Journaling is the practice of recording on paper a collection of thoughts, understandings, and explanations about ideas or concepts, usually in a bound notebook. Teachers ask students to keep journals, with the understanding that students will share their journal with the teacher.

Teachers can use journaling as a kind of window into how students are thinking about what they are learning. Student journals can be an important source of information about learning difficulties, misconceptions, strengths and weaknesses, and metacognition. The act of transferring thoughts, ideas, and feelings into written words also encourages students to examine their own thought processes. It is a private record of students' thoughts that provides a safe way of communicating with the teacher, giving teachers insight into those thoughts.

"Writing is more than living. It is being conscious of living."
Ann Morrow Lindbergh (1965)

Why Is It Important?

Toby Fulwiler has written extensively about the usefulness of student journals as the "heart" of a school-wide literacy program:

"Journal writing works because every time a person writes an entry, instruction is individualized. The significance of journals as records of thought cannot be under-estimated by teachers who value independent thinking. The journal records the student's individual travel through the academic world; at the same time it serves well when formal papers or projects need to be written."
Fulwiler (2000)
"Journals belong at the heart of any writing-across-the-curriculum program. Journals promote introspection on the one hand and vigorous speculation on the other; as such they are as valuable to teachers in the hard sciences as to those in the more cushioned humanities."
Fulwiler (2000)

How Can You Make It Happen?

Teachers need to make instructional decisions about how to use journals in their classrooms. Journaling can be a private conversation that students have with themselves and that they let the teacher eavesdrop on. Double-entry journals help students analyze central concepts and refer to the text for justification. Reflective journals help students develop metacognitive skills by reflecting on what they learned and how they learned it. Dialogue journals help students converse in writing about content they are learning, and learning logs help students keep a record of their learning, clarifying their thinking and learning. Writing journals or writing notebooks can also help students keep track of their ideas and thoughts that they may want to write about in the future. Journals work best when students know they will not be evaluated (or graded) on their writing, and that it is a safe place to record their thoughts.

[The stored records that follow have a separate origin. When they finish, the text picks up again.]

/// Simplified SMO on a precomputed Gram matrix; returns `(alphas, bias)`.
fn smo(gram: &Array2<f64>, y: &Array1<f64>, params: &SvcParams) -> (Array1<f64>, f64) {
    let n = y.len();
    let c = params.c;
    let tol = params.tol;
    let mut alphas = Array1::<f64>::zeros(n);
    let mut bias = 0.0;
    if n < 2 {
        return (alphas, bias);
    }

    let mut rng = match params.random_state {
        Some(seed) => Xoshiro256PlusPlus::seed_from_u64(seed),
        None => Xoshiro256PlusPlus::from_entropy(),
    };
    let output = |alphas: &Array1<f64>, bias: f64, idx: usize| -> f64 {
        (0..n)
            .filter(|&k| alphas[k] != 0.0)
            .map(|k| alphas[k] * y[k] * gram[[k, idx]])
            .sum::<f64>()
            + bias
    };

    let max_passes = 5;
    let (mut passes, mut sweeps) = (0, 0);
    while passes < max_passes && sweeps < params.max_iter {
        let mut changed = 0;
        for i in 0..n {
            let e_i = output(&alphas, bias, i) - y[i];
            let violates = (y[i] * e_i < -tol && alphas[i] < c) || (y[i] * e_i > tol && alphas[i] > 0.0);
            if !violates {
                continue;
            }

            let j = loop {
                let j = rng.gen_range(0..n);
                if j != i {
                    break j;
                }
            };
            let e_j = output(&alphas, bias, j) - y[j];
            let (ai_old, aj_old) = (alphas[i], alphas[j]);

            let (lo, hi) = if y[i] != y[j] {
                ((aj_old - ai_old).max(0.0), (c + aj_old - ai_old).min(c))
            } else {
                ((ai_old + aj_old - c).max(0.0), (ai_old + aj_old).min(c))
            };
            if (hi - lo).abs() < 1e-10 {
                continue;
            }

            let eta = 2.0 * gram[[i, j]] - gram[[i, i]] - gram[[j, j]];
            if eta >= 0.0 {
                continue;
            }

            let aj = (aj_old - y[j] * (e_i - e_j) / eta).clamp(lo, hi);
            if (aj - aj_old).abs() < 1e-5 {
                continue;
            }
            let ai = ai_old + y[i] * y[j] * (aj_old - aj);
            alphas[i] = ai;
            alphas[j] = aj;

            let b1 = bias - e_i - y[i] * (ai - ai_old) * gram[[i, i]] - y[j] * (aj - aj_old) * gram[[i, j]];
            let b2 = bias - e_j - y[i] * (ai - ai_old) * gram[[i, j]] - y[j] * (aj - aj_old) * gram[[j, j]];
            bias = if ai > 0.0 && ai < c {
                b1
            } else if aj > 0.0 && aj < c {
                b2
            } else {
                (b1 + b2) / 2.0
            };
            changed += 1;
        }

        sweeps += 1;
        passes = if changed == 0 { passes + 1 } else { 0 };
    }
    (alphas, bias)
}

When beginning to use journals, model journal writing for the class. Students should be aware of what is expected of them in relation to quality, content, and length. Encourage students to extend, defend, debate, elaborate on, and question their own ideas. This can be done within an entry or by revisiting an entry that was completed earlier in the year.

In order to set clear expectations and procedures for journal writing, teachers must plan how often students will write in their journals, when, for how long, and for what purposes. Be sure to establish a level of respect for each student's journal, and make clear that it is a private conversation that can be shared with other students if the student wishes, but is meant to be read by the teacher.

Organization

  • The journal can be a spiral-bound notebook or a binder of loose-leaf paper.

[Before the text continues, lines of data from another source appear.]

//! Data loading and shaping
//!
//! Table readers, row deduplication, feature/target splits, the trip-record
//! reader and the dictionary vectorizer used by the regression flows.

pub(crate) mod dataset;
mod dedup;
mod loader;
mod sparse;
mod split;
mod trips;
mod vectorizer;

pub use dataset::{Dataset, DATASET_FILES};
pub use dedup::drop_duplicates;
pub use loader::DataLoader;
pub use sparse::CsrMatrix;
pub use split::{column_to_f64, split_x_y, train_test_split, TrainTestSplit};
pub use trips::{prepare_trip_datasets, read_trip_data, trip_durations, trip_features, TRIP_CATEGORICAL, TRIP_TARGET};
pub use vectorizer::{DictVectorizer, FeatureRecord, FeatureValue};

  • Keep the journals in a designated place in the classroom, or have students keep journals in their desks so they can access them easily.

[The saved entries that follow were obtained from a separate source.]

//! Taxi trip records: duration target and location features

use super::dataset::{write_bin, Dataset, DATASET_FILES};
use super::loader::DataLoader;
use super::split::column_to_f64;
use super::vectorizer::{DictVectorizer, FeatureRecord, FeatureValue};
use crate::error::{MlopsError, Result};
use ndarray::Array1;
use polars::prelude::*;
use std::path::Path;
use tracing::info;

/// Location columns one-hot encoded by the vectorizer
pub const TRIP_CATEGORICAL: [&str; 2] = ["PULocationID", "DOLocationID"];
/// Regression target, trip duration in minutes
pub const TRIP_TARGET: &str = "duration";

const PICKUP: &str = "tpep_pickup_datetime";
const DROPOFF: &str = "tpep_dropoff_datetime";
const MIN_MINUTES: f64 = 1.0;
const MAX_MINUTES: f64 = 60.0;

fn epoch_ticks(df: &DataFrame, name: &str) -> Result<(Vec<Option<i64>>, f64)> {
    let column = df
        .column(name)
        .map_err(|_| MlopsError::FeatureNotFound(name.to_string()))?;
    let ticks_per_minute = match column.dtype() {
        DataType::Datetime(TimeUnit::Nanoseconds, _) => 60e9,
        DataType::Datetime(TimeUnit::Microseconds, _) => 60e6,
        DataType::Datetime(TimeUnit::Milliseconds, _) => 60e3,
        other => {
            return Err(MlopsError::DataError(format!(
                "{} must be a datetime column, found {}",
                name, other
            )))
        }
    };
    let ticks = column.cast(&DataType::Int64)?.i64()?.into_iter().collect();
    Ok((ticks, ticks_per_minute))
}

/// Add the `duration` column, keep trips of 1 to 60 minutes and turn the
/// location ids into strings (missing ids become `"-1"`).
pub fn trip_durations(df: &DataFrame) -> Result<DataFrame> {
    let (pickup, per_minute) = epoch_ticks(df, PICKUP)?;
    let (dropoff, drop_per_minute) = epoch_ticks(df, DROPOFF)?;
    if per_minute != drop_per_minute {
        return Err(MlopsError::DataError(format!(
            "{} and {} use different time units",
            PICKUP, DROPOFF
        )));
    }

    let duration: Vec<Option<f64>> = pickup
        .iter()
        .zip(dropoff.iter())
        .map(|(p, d)| match (p, d) {
            (Some(p), Some(d)) => Some((d - p) as f64 / per_minute),
            _ => None,
        })
        .collect();
    let keep: Vec<bool> = duration
        .iter()
        .map(|d| matches!(d, Some(m) if (MIN_MINUTES..=MAX_MINUTES).contains(m)))
        .collect();

    let mut out = df.clone();
    out.with_column(Series::new(TRIP_TARGET.into(), duration))?;
    let mut out = out.filter(&BooleanChunked::from_slice("keep".into(), &keep))?;

    for name in TRIP_CATEGORICAL {
        let column = out
            .column(name)
            .map_err(|_| MlopsError::FeatureNotFound(name.to_string()))?;
        let ids: Vec<String> = column
            .cast(&DataType::Float64)?
            .f64()?
            .into_iter()
            .map(|v| (v.unwrap_or(-1.0) as i64).to_string())
            .collect();
        out.with_column(Series::new(name.into(), ids))?;
    }

    info!(
        rows_in = df.height(),
        rows_out = out.height(),
        "computed trip durations"
    );
    Ok(out)
}

/// Load a monthly trip parquet file and derive its duration target
pub fn read_trip_data(loader: &DataLoader, path: impl AsRef<Path>) -> Result<DataFrame> {
    let df = loader.load_parquet(path)?;
    trip_durations(&df)
}

/// Build vectorizer records from categorical and numeric columns
pub fn trip_features(
    df: &DataFrame,
    categorical: &[&str],
    numerical: &[&str],
) -> Result<Vec<FeatureRecord>> {
    let mut records = vec![FeatureRecord::new(); df.height()];

    for &name in categorical {
        let column = df
            .column(name)
            .map_err(|_| MlopsError::FeatureNotFound(name.to_string()))?
            .cast(&DataType::String)?;
        for (record, value) in records.iter_mut().zip(column.str()?.into_iter()) {
            if let Some(v) = value {
                record.insert(name.to_string(), FeatureValue::Str(v.to_string()));
            }
        }
    }
    for &name in numerical {
        for (record, value) in records.iter_mut().zip(column_to_f64(df, name)?) {
            if !value.is_nan() {
                record.insert(name.to_string(), FeatureValue::Num(value));
            }
        }
    }
    Ok(records)
}

fn numeric_trip_columns(df: &DataFrame) -> Vec<&'static str> {
    ["trip_distance"]
        .into_iter()
        .filter(|c| df.column(c).is_ok())
        .collect()
}

/// Read three monthly files, fit the vectorizer on the first and write
/// `train.bin`, `val.bin`, `test.bin` and `dv.bin` into `out_dir`.
pub fn prepare_trip_datasets(
    loader: &DataLoader,
    inputs: [&Path; 3],
    out_dir: impl AsRef<Path>,
) -> Result<DictVectorizer> {
    let out_dir = out_dir.as_ref();
    std::fs::create_dir_all(out_dir)?;

    let frames = inputs
        .iter()
        .map(|p| read_trip_data(loader, p))
        .collect::<Result<Vec<_>>>()?;
    let numerical = numeric_trip_columns(&frames[0]);

    let mut dv = DictVectorizer::new();
    for (i, (df, file)) in frames.iter().zip(DATASET_FILES).enumerate() {
        let records = trip_features(df, &TRIP_CATEGORICAL, &numerical)?;
        let x = if i == 0 {
            dv.fit_transform(&records)?
        } else {
            dv.transform(&records)?
        };
        let y = Array1::from(column_to_f64(df, TRIP_TARGET)?);
        let dataset = Dataset::new(x, y, dv.feature_names().to_vec())?;
        dataset.save(out_dir.join(file))?;
        info!(file, rows = dataset.len(), "wrote dataset");
    }
    write_bin(out_dir.join("dv.bin"), &dv)?;
    Ok(dv)
}

#[cfg(test)]
pub(crate) mod tests {
    use super::*;

    const MINUTE_US: i64 = 60_000_000;

    /// Trips of 0.5, 10, 61 and 30 minutes; the third has no pickup zone
    pub(crate) fn trip_frame() -> DataFrame {
        let pickup = [0i64, 0, 0, 0];
        let dropoff = [MINUTE_US / 2, 10 * MINUTE_US, 61 * MINUTE_US, 30 * MINUTE_US];
        let mut df = df! {
            PICKUP => &pickup,
            DROPOFF => &dropoff,
            "PULocationID" => &[Some(1i64), Some(43), None, Some(161)],
            "DOLocationID" => &[Some(2i64), None, Some(7), Some(236)],
            "trip_distance" => &[0.1, 2.0, 15.0, 6.5],
        }
        .unwrap();
        for name in [PICKUP, DROPOFF] {
            let cast = df
                .column(name)
                .unwrap()
                .cast(&DataType::Datetime(TimeUnit::Microseconds, None))
                .unwrap();
            df.with_column(cast).unwrap();
        }
        df
    }

    #[test]
    fn test_duration_filter() {
        let out = trip_durations(&trip_frame()).unwrap();
        assert_eq!(out.height(), 2);
        let minutes = column_to_f64(&out, TRIP_TARGET).unwrap();
        assert_eq!(minutes, vec![10.0, 30.0]);
    }

    #[test]
    fn test_missing_location_becomes_minus_one() {
        let out = trip_durations(&trip_frame()).unwrap();
        let dropoff: Vec<Option<&str>> = out
            .column("DOLocationID")
            .unwrap()
            .str()
            .unwrap()
            .into_iter()
            .collect();
        assert_eq!(dropoff, vec![Some("-1"), Some("236")]);
    }

    #[test]
    fn test_non_datetime_column_is_rejected() {
        let df = df! {
            PICKUP => &[1i64],
            DROPOFF => &[2i64],
            "PULocationID" => &[1i64],
            "DOLocationID" => &[1i64],
        }
        .unwrap();
        assert!(trip_durations(&df).is_err());
    }

    #[test]
    fn test_trip_features() {
        let out = trip_durations(&trip_frame()).unwrap();
        let records = trip_features(&out, &TRIP_CATEGORICAL, &["trip_distance"]).unwrap();
        assert_eq!(records.len(), 2);
        assert_eq!(records[0]["PULocationID"], FeatureValue::Str("43".into()));
        assert_eq!(records[1]["trip_distance"], FeatureValue::Num(6.5));
    }
}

  • Develop a classroom routine for distributing and collecting the journals; for example, assign a student who is responsible for the journals each week.

  • If you are going to have students use their journal writing for several purposes, have them divide their notebook into different sections. The sections could be labeled by subject area, or one section of the notebook could be assigned for each type of journal writing you will ask students to do during the year. As you introduce and model each type of journal writing students will use in their notebooks, have them take some simple notes on the first page of each section. Later, when you assign that type of journal writing, they can refer to their notes to remind them of the expectations.

  • Establish a system for identifying each entry in the journal, such as writing the date at the beginning of each entry. Students may use page numbers or clever titles, which will be helpful when students want to revise or reevaluate a past entry.

  • Provide an adequate amount of time for students to gather their thoughts and write them down. Tell them how long you will give them to write and how much writing is generally expected.

  • Seat students in a location that allows them to concentrate. Enforce a "no talking" rule during journaling time.

  • Provide feedback in the form of a written conversation, questions, notes in the margin, or some notation that lets students know you are reading and thinking about their entries.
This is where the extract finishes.